Таким образом, консерваторы Кановаса и либералы Сагасты договорились, что и эта крупица демократии, дарованная в эпоху Второй Реставрации, будет принесена в жертву некой высшей цели исключительной важности. Причём сделано это было без лишения людей их скромных демократических радостей и без отмены избирательного права. Они ведь действительно могли голосовать - даже если выбора у них не было. То ощущение, что они наконец-то достигли демократии - эту иллюзию избирателям всё же позволили сохранить.
Ларс Клинбайль, конечно, не Сагаста, а Фридрих Мерц — не Кановас — история слишком сложна, чтобы допускать даже отдалённо похожие эпизоды. Но сама эта идея демократической структуры, которая должна сохраняться, но при этом не мешать приоритетным интересам, уже весьма напоминает наше современное понимание «демократии». Сегодняшний человек вполне может представить, как Кановас диктует придворным летописцам в их блокноты, что конституционализм должен быть формой демократии, угодной монархии — совсем как в наши дни «вечная канцлер» заменила монархию рынком, чтобы воздать хвалу королю нового времени.
«Противопожарная стена» (против АдГ): Фрагмент постдемократической реальности
Пакт Пардо продержался примерно до начала двадцатых годов XX века. Либералы и консерваторы сменяли друг друга в правительстве и подавляли всевозможные современные веяния в испанском обществе, сохраняя систему, которая уже давно отжила свой век. Затем они скатились к диктатуре Примо де Риверы. Испания времен пакта Пардо притупила, деполитизировала испанское население и, безусловно, подготовила почву для романтизма о единой сильной руке, которая должна упорядочить хаос государства. Апатия стала настолько распространенной, что «демократия» воспринималась как беззубая система, в которой интересы граждан больше не принимались во внимание.
Короткая интерлюдия под названием Вторая республика привела к гражданской войне и снова к диктатуре. Она также была более продолжительной.

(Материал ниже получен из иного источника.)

//! Identity-keyed device registry
//!
//! One record per distinct device identity. The registry is mutated
//! concurrently from the receive path (every inbound datagram) and the
//! scheduler path (timeout sweep, counter reset), so all state lives
//! behind an internal mutex and is exposed only through method contracts.
//!
//! Devices are created on first sighting and never silently deleted; the
//! registry only grows within a session.

use std::collections::HashMap;
use std::net::SocketAddr;
use std::sync::{Mutex, PoisonError};

use serde::{Deserialize, Serialize};

use super::codec::{EchoMessage, TelemetryReport};

/// Last observed round-trip result for a device
#[derive(Debug, Clone, Copy, PartialEq, Default)]
pub enum ResponseTime {
    /// No measurement yet this session
    #[default]
    NotMeasured,
    /// The device missed a cycle; set by the timeout sweep
    TimedOut,
    /// Last measured RTT in milliseconds
    Millis(f64),
}

impl std::fmt::Display for ResponseTime {
    fn fmt(&self, f: &mut std::fmt::Formatter<'_>) -> std::fmt::Result {
        match self {
            ResponseTime::NotMeasured => write!(f, "N/A"),
            ResponseTime::TimedOut => write!(f, "Timeout"),
            ResponseTime::Millis(ms) => write!(f, "{ms:.1}"),
        }
    }
}

/// Which address space keys the registry for a session
///
/// Chosen once at session start and used consistently for both
/// registration and lookup; keys are never mixed within one session.
#[derive(Debug, Clone, Copy, PartialEq, Eq, Serialize, Deserialize)]
#[serde(rename_all = "lowercase")]
pub enum IdentityPolicy {
    /// Key by the MAC token carried in the echo message
    Mac,
    /// Key by the source IP address of the datagram
    Ip,
}

impl IdentityPolicy {
    /// Identity key for an echo response from `source`
    pub fn echo_key(&self, echo: &EchoMessage, source: SocketAddr) -> String {
        match self {
            IdentityPolicy::Mac => echo.identity.clone(),
            IdentityPolicy::Ip => source.ip().to_string(),
        }
    }

    /// Complementary address for an echo: the side of the (identity, ip)
    /// pair that is not the key
    pub fn echo_secondary(&self, echo: &EchoMessage, source: SocketAddr) -> String {
        match self {
            IdentityPolicy::Mac => source.ip().to_string(),
            IdentityPolicy::Ip => echo.identity.clone(),
        }
    }

    /// Identity key for a telemetry report from `source`. Telemetry
    /// carries no MAC, so under MAC keying the numeric device id stands
    /// in as the identity token.
    pub fn telemetry_key(&self, report: &TelemetryReport, source: SocketAddr) -> String {
        match self {
            IdentityPolicy::Mac => report.id.to_string(),
            IdentityPolicy::Ip => source.ip().to_string(),
        }
    }

    /// Complementary address for a telemetry report
    pub fn telemetry_secondary(&self, report: &TelemetryReport, source: SocketAddr) -> String {
        match self {
            IdentityPolicy::Mac => source.ip().to_string(),
            IdentityPolicy::Ip => report.id.to_string(),
        }
    }
}

/// Per-device state and counters
#[derive(Debug, Clone, PartialEq)]
pub struct DeviceRecord {
    /// Primary key, immutable once assigned
    pub identity_key: String,
    /// The complementary address (IP if keyed by MAC, or vice versa);
    /// updated in place when it changes between sightings
    pub secondary_address: String,
    /// Disabled devices are excluded from timeout accounting but keep
    /// their history
    pub enabled: bool,
    /// Missed-cycle count; incremented only by the timeout sweep
    pub error_count: u64,
    /// Stale-sequence count; incremented when an echoed sequence differs
    /// from the outstanding one
    pub mismatch_count: u64,
    /// Duplicate-delivery count; incremented when a second echo arrives
    /// for an already-answered sequence in the same cycle
    pub over_count: u64,
    /// Last RTT observation
    pub last_response: ResponseTime,
    /// Extended telemetry snapshot, present only after a PCIR report
    pub telemetry: Option<TelemetryReport>,
}

impl DeviceRecord {
    fn new(identity_key: &str, secondary_address: &str) -> Self {
        Self {
            identity_key: identity_key.to_string(),
            secondary_address: secondary_address.to_string(),
            enabled: true,
            error_count: 0,
            mismatch_count: 0,
            over_count: 0,
            last_response: ResponseTime::NotMeasured,
            telemetry: None,
        }
    }
}

/// Result of an upsert, so the caller can emit the right event
#[derive(Debug, Clone, Copy, PartialEq, Eq)]
pub enum UpsertOutcome {
    /// First sighting of this identity
    Discovered,
    /// Known identity answering from a new secondary address
    AddressChanged,
    /// Known identity, nothing changed
    Unchanged,
}

/// Thread-safe registry of known devices
#[derive(Debug, Default)]
pub struct DeviceRegistry {
    devices: Mutex<HashMap<String, DeviceRecord>>,
}

impl DeviceRegistry {
    pub fn new() -> Self {
        Self::default()
    }

    /// Create a record on first sight, or update the secondary address
    /// if it differs from the last sighting
    pub fn upsert(&self, identity_key: &str, secondary_address: &str) -> UpsertOutcome {
        let mut devices = self.lock();
        match devices.get_mut(identity_key) {
            Some(record) => {
                if record.secondary_address != secondary_address {
                    record.secondary_address = secondary_address.to_string();
                    UpsertOutcome::AddressChanged
                } else {
                    UpsertOutcome::Unchanged
                }
            }
            None => {
                devices.insert(
                    identity_key.to_string(),
                    DeviceRecord::new(identity_key, secondary_address),
                );
                UpsertOutcome::Discovered
            }
        }
    }

    /// Increment the missed-cycle counter and mark the device timed out.
    /// Returns the new error count, or `None` for an unknown key.
    pub fn increment_error(&self, identity_key: &str) -> Option<u64> {
        let mut devices = self.lock();
        let record = devices.get_mut(identity_key)?;
        record.error_count += 1;
        record.last_response = ResponseTime::TimedOut;
        Some(record.error_count)
    }

    /// Increment the stale-sequence counter. Ignored for unknown keys.
    pub fn increment_mismatch(&self, identity_key: &str) -> Option<u64> {
        let mut devices = self.lock();
        let record = devices.get_mut(identity_key)?;
        record.mismatch_count += 1;
        Some(record.mismatch_count)
    }

    /// Increment the duplicate-delivery counter. Ignored for unknown keys.
    pub fn increment_over(&self, identity_key: &str) -> Option<u64> {
        let mut devices = self.lock();
        let record = devices.get_mut(identity_key)?;
        record.over_count += 1;
        Some(record.over_count)
    }

    /// Record a measured round-trip time
    pub fn record_response_time(&self, identity_key: &str, rtt_ms: f64) {
        if let Some(record) = self.lock().get_mut(identity_key) {
            record.last_response = ResponseTime::Millis(rtt_ms);
        }
    }

    /// Replace the device's telemetry snapshot wholesale
    pub fn apply_telemetry(&self, identity_key: &str, report: TelemetryReport) {
        if let Some(record) = self.lock().get_mut(identity_key) {
            record.telemetry = Some(report);
        }
    }

    /// Enable or disable a device. Disabling excludes it from timeout
    /// accounting without removing its history.
    pub fn set_enabled(&self, identity_key: &str, enabled: bool) {
        if let Some(record) = self.lock().get_mut(identity_key) {
            record.enabled = enabled;
        }
    }

    /// Zero the error/mismatch/over counters for every device, at the
    /// start of a fresh measurement run. Identity, enabled flag, last
    /// response time, and telemetry are untouched.
    pub fn reset_cycle_counters(&self) {
        for record in self.lock().values_mut() {
            record.error_count = 0;
            record.mismatch_count = 0;
            record.over_count = 0;
        }
    }

    /// Snapshot of every enabled device, ordered by identity key.
    /// Reflects the current enabled set, never a cache.
    pub fn snapshot_enabled(&self) -> Vec<DeviceRecord> {
        let mut records: Vec<DeviceRecord> = self
            .lock()
            .values()
            .filter(|r| r.enabled)
            .cloned()
            .collect();
        records.sort_by(|a, b| a.identity_key.cmp(&b.identity_key));
        records
    }

    /// Snapshot of every device, ordered by identity key
    pub fn snapshot(&self) -> Vec<DeviceRecord> {
        let mut records: Vec<DeviceRecord> = self.lock().values().cloned().collect();
        records.sort_by(|a, b| a.identity_key.cmp(&b.identity_key));
        records
    }

    /// Copy of one device's record
    pub fn get(&self, identity_key: &str) -> Option<DeviceRecord> {
        self.lock().get(identity_key).cloned()
    }

    pub fn len(&self) -> usize {
        self.lock().len()
    }

    pub fn is_empty(&self) -> bool {
        self.len() == 0
    }

    fn lock(&self) -> std::sync::MutexGuard<'_, HashMap<String, DeviceRecord>> {
        self.devices.lock().unwrap_or_else(PoisonError::into_inner)
    }
}

#[cfg(test)]
mod tests {
    use super::*;

    fn report(id: u64) -> TelemetryReport {
        TelemetryReport {
            id,
            link_fail_count: 1,
            max_cycle_ms: 25,
            min_cycle_ms: 10,
            over_15ms: 4,
            over_20ms: 3,
            over_25ms: 2,
            over_30ms: 1,
            recv_count: 100,
            recv_double_count: 2,
            recv_fail_count: 1,
        }
    }

    #[test]
    fn test_upsert_discovers_then_no_op() {
        let registry = DeviceRegistry::new();

        assert_eq!(
            registry.upsert("AA:BB", "192.168.0.10"),
            UpsertOutcome::Discovered
        );
        assert_eq!(
            registry.upsert("AA:BB", "192.168.0.10"),
            UpsertOutcome::Unchanged
        );
        assert_eq!(registry.len(), 1);
    }

    #[test]
    fn test_upsert_updates_changed_address() {
        let registry = DeviceRegistry::new();
        registry.upsert("AA:BB", "192.168.0.10");

        assert_eq!(
            registry.upsert("AA:BB", "192.168.0.99"),
            UpsertOutcome::AddressChanged
        );
        assert_eq!(
            registry.get("AA:BB").unwrap().secondary_address,
            "192.168.0.99"
        );
    }

    #[test]
    fn test_counters_ignored_for_unknown_key() {
        let registry = DeviceRegistry::new();

        assert_eq!(registry.increment_error("nope"), None);
        assert_eq!(registry.increment_mismatch("nope"), None);
        assert_eq!(registry.increment_over("nope"), None);
        registry.record_response_time("nope", 1.0);
        assert!(registry.is_empty());
    }

    #[test]
    fn test_increment_error_sets_timeout_sentinel() {
        let registry = DeviceRegistry::new();
        registry.upsert("AA:BB", "10.0.0.1");
        registry.record_response_time("AA:BB", 3.5);

        assert_eq!(registry.increment_error("AA:BB"), Some(1));

        let record = registry.get("AA:BB").unwrap();
        assert_eq!(record.error_count, 1);
        assert_eq!(record.last_response, ResponseTime::TimedOut);
    }

    #[test]
    fn test_reset_cycle_counters_preserves_identity_state() {
        let registry = DeviceRegistry::new();
        registry.upsert("AA:BB", "10.0.0.1");
        registry.set_enabled("AA:BB", false);
        registry.increment_error("AA:BB");
        registry.increment_mismatch("AA:BB");
        registry.increment_over("AA:BB");
        registry.apply_telemetry("AA:BB", report(7));

        registry.reset_cycle_counters();

        let record = registry.get("AA:BB").unwrap();
        assert_eq!(record.error_count, 0);
        assert_eq!(record.mismatch_count, 0);
        assert_eq!(record.over_count, 0);
        assert_eq!(
            record.last_response,
            ResponseTime::TimedOut,
            "last response column must survive reset"
        );
        assert!(!record.enabled, "enabled flag must survive reset");
        assert!(record.telemetry.is_some(), "telemetry must survive reset");
    }

    #[test]
    fn test_apply_telemetry_overwrites_wholesale() {
        let registry = DeviceRegistry::new();
        registry.upsert("AA:BB", "10.0.0.1");

        registry.apply_telemetry("AA:BB", report(1));
        registry.apply_telemetry("AA:BB", report(2));

        assert_eq!(registry.get("AA:BB").unwrap().telemetry.unwrap().id, 2);
    }

    #[test]
    fn test_snapshot_enabled_excludes_disabled_and_sorts() {
        let registry = DeviceRegistry::new();
        registry.upsert("CC:DD", "10.0.0.2");
        registry.upsert("AA:BB", "10.0.0.1");
        registry.upsert("EE:FF", "10.0.0.3");
        registry.set_enabled("CC:DD", false);

        let enabled = registry.snapshot_enabled();
        let keys: Vec<&str> = enabled.iter().map(|r| r.identity_key.as_str()).collect();
        assert_eq!(keys, vec!["AA:BB", "EE:FF"]);
    }

    #[test]
    fn test_response_time_display() {
        assert_eq!(ResponseTime::NotMeasured.to_string(), "N/A");
        assert_eq!(ResponseTime::TimedOut.to_string(), "Timeout");
        assert_eq!(ResponseTime::Millis(3.14).to_string(), "3.1");
    }

    #[test]
    fn test_identity_policy_keys() {
        let source: SocketAddr = "192.168.0.10:5000".parse().unwrap();
        let echo = EchoMessage {
            identity: "AA:BB".to_string(),
            sequence: 1,
        };

        assert_eq!(IdentityPolicy::Mac.echo_key(&echo, source), "AA:BB");
        assert_eq!(IdentityPolicy::Ip.echo_key(&echo, source), "192.168.0.10");

        let r = report(42);
        assert_eq!(IdentityPolicy::Mac.telemetry_key(&r, source), "42");
        assert_eq!(
            IdentityPolicy::Ip.telemetry_key(&r, source),
            "192.168.0.10"
        );
    }

    #[test]
    fn test_identity_policy_secondary_is_complementary() {
        let source: SocketAddr = "192.168.0.10:5000".parse().unwrap();
        let echo = EchoMessage {
            identity: "AA:BB".to_string(),
            sequence: 1,
        };

        assert_eq!(
            IdentityPolicy::Mac.echo_secondary(&echo, source),
            "192.168.0.10"
        );
        assert_eq!(IdentityPolicy::Ip.echo_secondary(&echo, source), "AA:BB");

        let r = report(42);
        assert_eq!(
            IdentityPolicy::Mac.telemetry_secondary(&r, source),
            "192.168.0.10"
        );
        assert_eq!(IdentityPolicy::Ip.telemetry_secondary(&r, source), "42");
    }
}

Пакт, упразднивший политическую культуру спора и практически предписавший двум устоявшимся партиям взаимную адаптацию, не только фактически ликвидировал сопротивление диктаторским тенденциям, но даже способствовал им. Ибо последующие после Пакта Эль-Пардо события лишь подтверждают это. Мы уже также достигли этой точки в нашей постдемократической реальности — даже «Противопожарную стену» можно считать частью постдемократического культивирования. Потому что оно имитирует демократический процесс, который скрывается за сменяющимися правительствами, всегда имеющими одно и то же содержание. Когда такая практика окончательно закостеневает, переход от постдемократии к диктатуре становится плавным. И чтобы это окончательно прояснить: демонтаж «Противопожарной стены» не превратит постдемократию в демократию. Та самая партия, которую подвергают остракизму, в конечном счете тоже представляет собой лишь порождение постдемократической системы.